• EXERCISE PROMPT
Among the entries below, please repeat exactly and only the lines from the line containing "pub fn frames(&self)" to the line containing "pub fn feed(&mut", both lines included.

--- START ---

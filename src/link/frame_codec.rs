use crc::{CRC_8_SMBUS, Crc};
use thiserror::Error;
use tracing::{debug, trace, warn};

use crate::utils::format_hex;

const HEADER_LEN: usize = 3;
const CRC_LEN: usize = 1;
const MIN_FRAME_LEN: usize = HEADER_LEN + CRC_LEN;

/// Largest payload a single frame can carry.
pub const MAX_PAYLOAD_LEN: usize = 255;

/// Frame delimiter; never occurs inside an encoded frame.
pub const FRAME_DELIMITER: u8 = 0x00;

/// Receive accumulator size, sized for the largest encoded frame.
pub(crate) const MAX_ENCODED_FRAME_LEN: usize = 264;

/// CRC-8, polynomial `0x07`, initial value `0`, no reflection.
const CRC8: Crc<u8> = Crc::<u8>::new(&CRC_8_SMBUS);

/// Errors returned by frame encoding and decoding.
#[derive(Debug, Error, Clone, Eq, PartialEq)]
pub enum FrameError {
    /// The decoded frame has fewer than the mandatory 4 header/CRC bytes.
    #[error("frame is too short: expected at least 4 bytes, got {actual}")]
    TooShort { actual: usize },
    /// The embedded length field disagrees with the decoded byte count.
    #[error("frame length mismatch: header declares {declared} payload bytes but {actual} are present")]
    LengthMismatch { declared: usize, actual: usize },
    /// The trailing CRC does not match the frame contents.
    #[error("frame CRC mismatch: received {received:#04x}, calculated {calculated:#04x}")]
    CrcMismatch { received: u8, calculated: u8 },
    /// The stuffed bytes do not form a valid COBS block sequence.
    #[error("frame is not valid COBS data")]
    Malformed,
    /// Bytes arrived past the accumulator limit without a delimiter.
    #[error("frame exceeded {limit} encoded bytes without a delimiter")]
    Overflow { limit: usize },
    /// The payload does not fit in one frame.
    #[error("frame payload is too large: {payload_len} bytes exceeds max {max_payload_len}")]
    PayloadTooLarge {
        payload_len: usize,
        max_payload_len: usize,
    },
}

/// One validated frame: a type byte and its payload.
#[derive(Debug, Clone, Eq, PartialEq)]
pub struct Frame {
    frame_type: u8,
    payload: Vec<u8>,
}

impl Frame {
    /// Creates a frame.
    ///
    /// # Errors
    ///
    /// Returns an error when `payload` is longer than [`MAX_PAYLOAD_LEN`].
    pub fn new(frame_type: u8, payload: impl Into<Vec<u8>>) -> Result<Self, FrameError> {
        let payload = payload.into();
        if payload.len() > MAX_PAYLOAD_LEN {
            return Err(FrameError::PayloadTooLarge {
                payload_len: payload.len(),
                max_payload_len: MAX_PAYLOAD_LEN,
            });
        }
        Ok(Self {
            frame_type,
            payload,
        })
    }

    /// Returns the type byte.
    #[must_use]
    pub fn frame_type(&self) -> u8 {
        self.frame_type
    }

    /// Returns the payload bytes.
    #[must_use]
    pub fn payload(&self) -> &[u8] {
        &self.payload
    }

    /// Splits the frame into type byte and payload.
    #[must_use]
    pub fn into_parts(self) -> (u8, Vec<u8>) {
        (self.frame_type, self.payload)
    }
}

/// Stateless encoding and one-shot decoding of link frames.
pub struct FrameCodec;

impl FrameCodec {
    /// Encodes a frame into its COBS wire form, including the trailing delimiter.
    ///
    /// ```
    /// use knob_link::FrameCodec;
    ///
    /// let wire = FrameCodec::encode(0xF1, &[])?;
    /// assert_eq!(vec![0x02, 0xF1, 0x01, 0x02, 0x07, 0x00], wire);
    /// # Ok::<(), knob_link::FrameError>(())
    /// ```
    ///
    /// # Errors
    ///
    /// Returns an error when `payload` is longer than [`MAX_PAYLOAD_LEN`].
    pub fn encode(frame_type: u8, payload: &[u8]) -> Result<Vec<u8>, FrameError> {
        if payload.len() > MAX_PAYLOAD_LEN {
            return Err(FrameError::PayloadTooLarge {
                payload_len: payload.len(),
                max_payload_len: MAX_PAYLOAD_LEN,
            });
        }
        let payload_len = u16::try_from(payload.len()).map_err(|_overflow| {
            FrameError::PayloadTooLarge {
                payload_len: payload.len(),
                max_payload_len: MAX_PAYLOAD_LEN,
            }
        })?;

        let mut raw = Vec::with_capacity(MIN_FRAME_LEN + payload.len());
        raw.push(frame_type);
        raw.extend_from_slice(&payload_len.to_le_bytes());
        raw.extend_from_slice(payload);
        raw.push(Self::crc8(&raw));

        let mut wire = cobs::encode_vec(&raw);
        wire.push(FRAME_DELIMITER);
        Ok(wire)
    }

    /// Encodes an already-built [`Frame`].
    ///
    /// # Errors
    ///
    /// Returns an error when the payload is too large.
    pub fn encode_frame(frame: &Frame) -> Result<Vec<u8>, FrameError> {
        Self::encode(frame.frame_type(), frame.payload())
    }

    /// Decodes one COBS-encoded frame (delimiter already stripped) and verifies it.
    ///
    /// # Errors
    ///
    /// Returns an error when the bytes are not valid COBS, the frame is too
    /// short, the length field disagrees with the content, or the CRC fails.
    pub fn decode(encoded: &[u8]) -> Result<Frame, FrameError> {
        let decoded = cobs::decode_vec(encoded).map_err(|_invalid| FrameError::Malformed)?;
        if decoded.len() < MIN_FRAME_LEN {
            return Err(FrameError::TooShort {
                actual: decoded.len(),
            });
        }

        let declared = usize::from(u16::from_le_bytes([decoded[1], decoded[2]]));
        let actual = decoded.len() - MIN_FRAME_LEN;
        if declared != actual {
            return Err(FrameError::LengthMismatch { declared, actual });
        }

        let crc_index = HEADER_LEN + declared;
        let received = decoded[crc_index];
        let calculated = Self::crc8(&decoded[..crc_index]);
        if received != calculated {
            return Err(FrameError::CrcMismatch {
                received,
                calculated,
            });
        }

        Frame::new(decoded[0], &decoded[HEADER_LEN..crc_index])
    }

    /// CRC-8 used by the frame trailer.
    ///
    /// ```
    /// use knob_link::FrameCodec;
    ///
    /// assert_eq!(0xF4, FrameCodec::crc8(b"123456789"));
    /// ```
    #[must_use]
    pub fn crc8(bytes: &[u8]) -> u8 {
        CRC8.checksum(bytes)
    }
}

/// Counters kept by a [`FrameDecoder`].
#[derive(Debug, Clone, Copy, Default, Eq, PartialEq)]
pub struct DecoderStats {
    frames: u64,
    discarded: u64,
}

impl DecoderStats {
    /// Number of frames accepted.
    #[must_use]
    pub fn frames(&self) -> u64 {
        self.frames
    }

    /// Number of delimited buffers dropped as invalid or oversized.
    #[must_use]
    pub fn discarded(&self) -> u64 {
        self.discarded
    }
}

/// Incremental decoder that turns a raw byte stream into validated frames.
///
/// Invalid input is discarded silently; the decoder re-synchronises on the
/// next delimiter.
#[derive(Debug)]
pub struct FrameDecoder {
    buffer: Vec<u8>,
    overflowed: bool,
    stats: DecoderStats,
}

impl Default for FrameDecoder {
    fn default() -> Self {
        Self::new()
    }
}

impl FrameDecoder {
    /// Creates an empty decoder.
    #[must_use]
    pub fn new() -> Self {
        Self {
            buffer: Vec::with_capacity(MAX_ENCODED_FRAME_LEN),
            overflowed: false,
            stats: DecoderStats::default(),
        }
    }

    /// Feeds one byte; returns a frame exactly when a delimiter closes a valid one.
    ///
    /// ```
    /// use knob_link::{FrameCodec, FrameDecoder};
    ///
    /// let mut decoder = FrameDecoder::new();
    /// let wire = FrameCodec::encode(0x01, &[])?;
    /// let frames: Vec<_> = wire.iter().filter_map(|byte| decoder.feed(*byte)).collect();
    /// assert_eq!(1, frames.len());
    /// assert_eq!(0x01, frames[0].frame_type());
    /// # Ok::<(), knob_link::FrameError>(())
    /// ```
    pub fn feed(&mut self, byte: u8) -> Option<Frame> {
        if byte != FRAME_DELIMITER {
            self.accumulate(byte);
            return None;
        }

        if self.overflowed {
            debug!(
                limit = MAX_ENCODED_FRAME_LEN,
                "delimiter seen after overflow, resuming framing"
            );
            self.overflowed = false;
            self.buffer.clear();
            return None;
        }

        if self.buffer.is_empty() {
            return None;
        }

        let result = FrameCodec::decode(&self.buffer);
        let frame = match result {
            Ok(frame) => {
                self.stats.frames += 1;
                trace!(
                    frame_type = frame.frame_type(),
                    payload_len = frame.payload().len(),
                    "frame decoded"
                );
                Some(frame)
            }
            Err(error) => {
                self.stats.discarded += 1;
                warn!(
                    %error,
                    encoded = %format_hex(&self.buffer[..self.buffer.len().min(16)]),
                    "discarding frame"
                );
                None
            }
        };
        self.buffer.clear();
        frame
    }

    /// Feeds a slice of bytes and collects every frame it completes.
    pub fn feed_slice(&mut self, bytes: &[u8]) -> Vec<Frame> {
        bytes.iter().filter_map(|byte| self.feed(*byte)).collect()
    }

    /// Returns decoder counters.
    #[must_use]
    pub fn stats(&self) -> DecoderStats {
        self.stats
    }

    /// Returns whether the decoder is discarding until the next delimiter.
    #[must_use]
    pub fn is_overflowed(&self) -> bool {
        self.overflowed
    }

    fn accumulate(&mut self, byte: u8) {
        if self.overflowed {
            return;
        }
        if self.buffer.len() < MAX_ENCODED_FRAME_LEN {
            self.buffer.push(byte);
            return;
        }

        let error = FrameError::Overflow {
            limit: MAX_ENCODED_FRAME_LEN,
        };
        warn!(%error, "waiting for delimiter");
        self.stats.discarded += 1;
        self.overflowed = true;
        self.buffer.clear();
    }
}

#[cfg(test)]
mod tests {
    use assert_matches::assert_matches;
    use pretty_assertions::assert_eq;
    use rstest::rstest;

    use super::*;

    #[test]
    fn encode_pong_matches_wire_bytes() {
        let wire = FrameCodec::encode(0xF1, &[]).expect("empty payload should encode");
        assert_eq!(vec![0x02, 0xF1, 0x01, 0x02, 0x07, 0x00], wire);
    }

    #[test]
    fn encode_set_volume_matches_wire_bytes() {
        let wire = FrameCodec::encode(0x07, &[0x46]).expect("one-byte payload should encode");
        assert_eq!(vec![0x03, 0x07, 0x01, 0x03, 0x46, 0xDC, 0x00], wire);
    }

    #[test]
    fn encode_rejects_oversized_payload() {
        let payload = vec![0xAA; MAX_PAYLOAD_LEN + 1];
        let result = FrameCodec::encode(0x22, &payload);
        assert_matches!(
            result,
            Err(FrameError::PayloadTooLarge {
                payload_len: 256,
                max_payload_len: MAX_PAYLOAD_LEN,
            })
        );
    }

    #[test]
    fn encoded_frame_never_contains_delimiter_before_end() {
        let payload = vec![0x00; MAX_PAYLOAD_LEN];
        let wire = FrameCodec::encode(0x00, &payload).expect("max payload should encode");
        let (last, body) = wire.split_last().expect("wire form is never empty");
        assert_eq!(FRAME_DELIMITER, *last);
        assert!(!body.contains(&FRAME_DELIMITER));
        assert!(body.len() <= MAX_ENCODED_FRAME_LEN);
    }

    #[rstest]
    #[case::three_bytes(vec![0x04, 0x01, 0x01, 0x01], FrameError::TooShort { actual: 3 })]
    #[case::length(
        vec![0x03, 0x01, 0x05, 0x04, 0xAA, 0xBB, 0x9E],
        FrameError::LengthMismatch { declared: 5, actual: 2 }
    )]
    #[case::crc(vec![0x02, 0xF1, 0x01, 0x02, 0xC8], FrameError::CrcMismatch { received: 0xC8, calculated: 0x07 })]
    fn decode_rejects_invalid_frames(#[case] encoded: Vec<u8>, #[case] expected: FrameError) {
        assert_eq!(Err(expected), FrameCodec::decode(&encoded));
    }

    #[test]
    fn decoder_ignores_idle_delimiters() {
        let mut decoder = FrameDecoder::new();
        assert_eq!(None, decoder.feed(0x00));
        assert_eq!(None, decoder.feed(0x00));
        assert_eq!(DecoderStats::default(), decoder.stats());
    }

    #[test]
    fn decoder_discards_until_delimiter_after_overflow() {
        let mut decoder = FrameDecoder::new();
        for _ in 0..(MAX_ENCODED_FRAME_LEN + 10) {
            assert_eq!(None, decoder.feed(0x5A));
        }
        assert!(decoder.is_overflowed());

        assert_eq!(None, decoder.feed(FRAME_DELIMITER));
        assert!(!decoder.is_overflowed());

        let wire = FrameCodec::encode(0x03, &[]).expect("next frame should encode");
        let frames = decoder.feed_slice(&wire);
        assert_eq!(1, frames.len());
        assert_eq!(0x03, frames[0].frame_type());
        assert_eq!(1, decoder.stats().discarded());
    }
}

--- END ---

• PROBLEM SOLUTION
    pub fn frames(&self) -> u64 {
        self.frames
    }

    /// Number of delimited buffers dropped as invalid or oversized.
    #[must_use]
    pub fn discarded(&self) -> u64 {
        self.discarded
    }
}

/// Incremental decoder that turns a raw byte stream into validated frames.
///
/// Invalid input is discarded silently; the decoder re-synchronises on the
/// next delimiter.
#[derive(Debug)]
pub struct FrameDecoder {
    buffer: Vec<u8>,
    overflowed: bool,
    stats: DecoderStats,
}

impl Default for FrameDecoder {
    fn default() -> Self {
        Self::new()
    }
}

impl FrameDecoder {
    /// Creates an empty decoder.
    #[must_use]
    pub fn new() -> Self {
        Self {
            buffer: Vec::with_capacity(MAX_ENCODED_FRAME_LEN),
            overflowed: false,
            stats: DecoderStats::default(),
        }
    }

    /// Feeds one byte; returns a frame exactly when a delimiter closes a valid one.
    ///
    /// ```
    /// use knob_link::{FrameCodec, FrameDecoder};
    ///
    /// let mut decoder = FrameDecoder::new();
    /// let wire = FrameCodec::encode(0x01, &[])?;
    /// let frames: Vec<_> = wire.iter().filter_map(|byte| decoder.feed(*byte)).collect();
    /// assert_eq!(1, frames.len());
    /// assert_eq!(0x01, frames[0].frame_type());
    /// # Ok::<(), knob_link::FrameError>(())
    /// ```
    pub fn feed(&mut self, byte: u8) -> Option<Frame> {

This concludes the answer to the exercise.